ORKG ASK: a Neuro-symbolic Scholarly Search and Exploration System
Allard Oelen, Mohamad Yaser Jaradeh, Sören Auer
TL;DR
The paper addresses the inefficiency of locating and extracting knowledge from the expanding body of scholarly literature. It proposes ORKG ASK, a neuro-symbolic system that combines semantic search, LLM-based QA with context from retrieved articles, and knowledge graphs for fine-grained extraction and filtering. Using a Retrieval-Augmented Generation workflow with vector stores (Nomic embeddings, Qdrant), DBpedia Spotlight for entity linking, and the CORE dataset, the system provides synthesized answers and structured article metadata.

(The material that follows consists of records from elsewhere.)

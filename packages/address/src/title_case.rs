//! Capitalization styles.
//!
//! [`apa_title_case`] is used for whole addresses: short closed-class
//! words are lowercased after the first word unless written in all caps,
//! hyphenated words are cased per segment, and every other word is
//! capitalized, so shouted input such as `123 MAIN ST` comes out as
//! `123 Main St`. [`simple_title_case`] capitalizes every token and is
//! used for city names.

/// Closed-class words lowercased when they are not the first word.
const SMALL_WORDS: &[&str] = &[
    "a", "an", "the", "and", "but", "or", "for", "nor", "in", "on", "at", "by", "to", "of", "via",
];

/// First character uppercased, the rest lowercased.
#[must_use]
pub fn capitalize(word: &str) -> String {
    let mut chars = word.chars();
    chars.next().map_or_else(String::new, |first| {
        first.to_uppercase().chain(chars.flat_map(char::to_lowercase)).collect()
    })
}

/// Returns `true` if `word` has at least one cased letter and no
/// lowercase letters.
#[must_use]
pub fn is_all_uppercase(word: &str) -> bool {
    word.chars().any(char::is_uppercase) && !word.chars().any(char::is_lowercase)
}

fn is_small_word(word: &str) -> bool {
    let lower = word.to_lowercase();
    SMALL_WORDS.contains(&lower.as_str())
}

fn case_word(word: &str) -> String {
    if word.contains('-') {
        return word.split('-').map(capitalize).collect::<Vec<_>>().join("-");
    }
    if is_small_word(word) && word.chars().count() < 4 {
        // Small words kept in caps read as acronyms (`OR` for Oregon).
        if is_all_uppercase(word) {
            return word.to_string();
        }
        return word.to_lowercase();
    }
    capitalize(word)
}

/// APA-style title case over whitespace-separated words.
///
/// Words are rejoined with single spaces.
#[must_use]
pub fn apa_title_case(input: &str) -> String {
    input
        .split_whitespace()
        .enumerate()
        .map(|(i, word)| if i == 0 { capitalize(word) } else { case_word(word) })
        .collect::<Vec<_>>()
        .join(" ")
}

/// Capitalizes every whitespace-separated word.
#[must_use]
pub fn simple_title_case(input: &str) -> String {
    input
        .split_whitespace()
        .map(capitalize)
        .collect::<Vec<_>>()
        .join(" ")
}

#[cfg(test)]
mod tests {
    use super::*;

    #[test]
    fn capitalizes_first_word_regardless_of_content() {
        assert_eq!(apa_title_case("the end"), "The End");
        assert_eq!(apa_title_case("BROWN fox"), "Brown Fox");
    }

    #[test]
    fn lowercases_small_words_after_first() {
        assert_eq!(apa_title_case("the quick BROWN fox"), "The Quick Brown Fox");
        assert_eq!(
            apa_title_case("500 boulevard OF the allies"),
            "500 Boulevard OF the Allies"
        );
        assert_eq!(apa_title_case("avenue Of The Stars"), "Avenue of the Stars");
    }

    #[test]
    fn keeps_all_caps_small_words() {
        assert_eq!(apa_title_case("Portland OR"), "Portland OR");
        assert_eq!(apa_title_case("walk BY the park"), "Walk BY the Park");
    }

    #[test]
    fn recases_all_caps_words() {
        assert_eq!(
            apa_title_case("123 MAIN STREET SPRINGFIELD"),
            "123 Main Street Springfield"
        );
        assert_eq!(
            apa_title_case("THE OLD MILL BY THE RIVER"),
            "The Old Mill BY THE River"
        );
        assert_eq!(apa_title_case("123 Main Street, IL"), "123 Main Street, Il");
    }

    #[test]
    fn cases_hyphenated_segments() {
        assert_eq!(apa_title_case("12 wilkes-barre ROAD"), "12 Wilkes-Barre Road");
        assert_eq!(apa_title_case("x up-TO-date"), "X Up-To-Date");
    }

    #[test]
    fn flattens_internal_capitals() {
        assert_eq!(apa_title_case("old McDonald farm"), "Old Mcdonald Farm");
    }

    #[test]
    fn keeps_expansions_as_written() {
        assert_eq!(
            apa_title_case("123 Northwest Corner Street"),
            "123 Northwest Corner Street"
        );
    }

    #[test]
    fn long_small_word_candidates_are_capitalized() {
        assert_eq!(apa_title_case("walk via the park"), "Walk via the Park");
        assert_eq!(apa_title_case("one from two"), "One From Two");
    }

    #[test]
    fn empty_and_whitespace() {
        assert_eq!(apa_title_case(""), "");
        assert_eq!(apa_title_case("   "), "");
        assert_eq!(simple_title_case(""), "");
    }

    #[test]
    fn simple_title_case_capitalizes_every_word() {
        assert_eq!(simple_title_case("SAN LUIS of obispo"), "San Luis Of Obispo");
        assert_eq!(simple_title_case("winston-salem"), "Winston-salem");
    }

    #[test]
    fn detects_all_uppercase() {
        assert!(is_all_uppercase("OR"));
        assert!(is_all_uppercase("1ST"));
        assert!(!is_all_uppercase("123"));
        assert!(!is_all_uppercase("Or"));
    }
}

Preliminary usability evaluation suggests the interface is generally easy to use, with plans to add provenance and expand the knowledge graph to improve reproducibility and scalability.
Abstract
Purpose: Finding scholarly articles is a time-consuming and cumbersome activity, yet crucial for conducting science. Due to the growing number of scholarly articles, new scholarly search systems are needed to effectively assist researchers in finding relevant literature. Methodology: We take a neuro-symbolic approach to scholarly search and exploration by leveraging state-of-the-art components, including semantic search, Large Language Models (LLMs), and Knowledge Graphs (KGs). The semantic search component composes a set of relevant articles. From this set of articles, information is extracted and presented to the user. Findings: The presented system, called ORKG ASK (Assistant for Scientific Knowledge), provides a production-ready search and exploration system. Our preliminary evaluation indicates that our proposed approach is indeed suitable for the task of scholarly information retrieval. Value: With ORKG ASK, we present a next-generation scholarly search and exploration system and make it available online. Additionally, the system components are open source with a permissive license.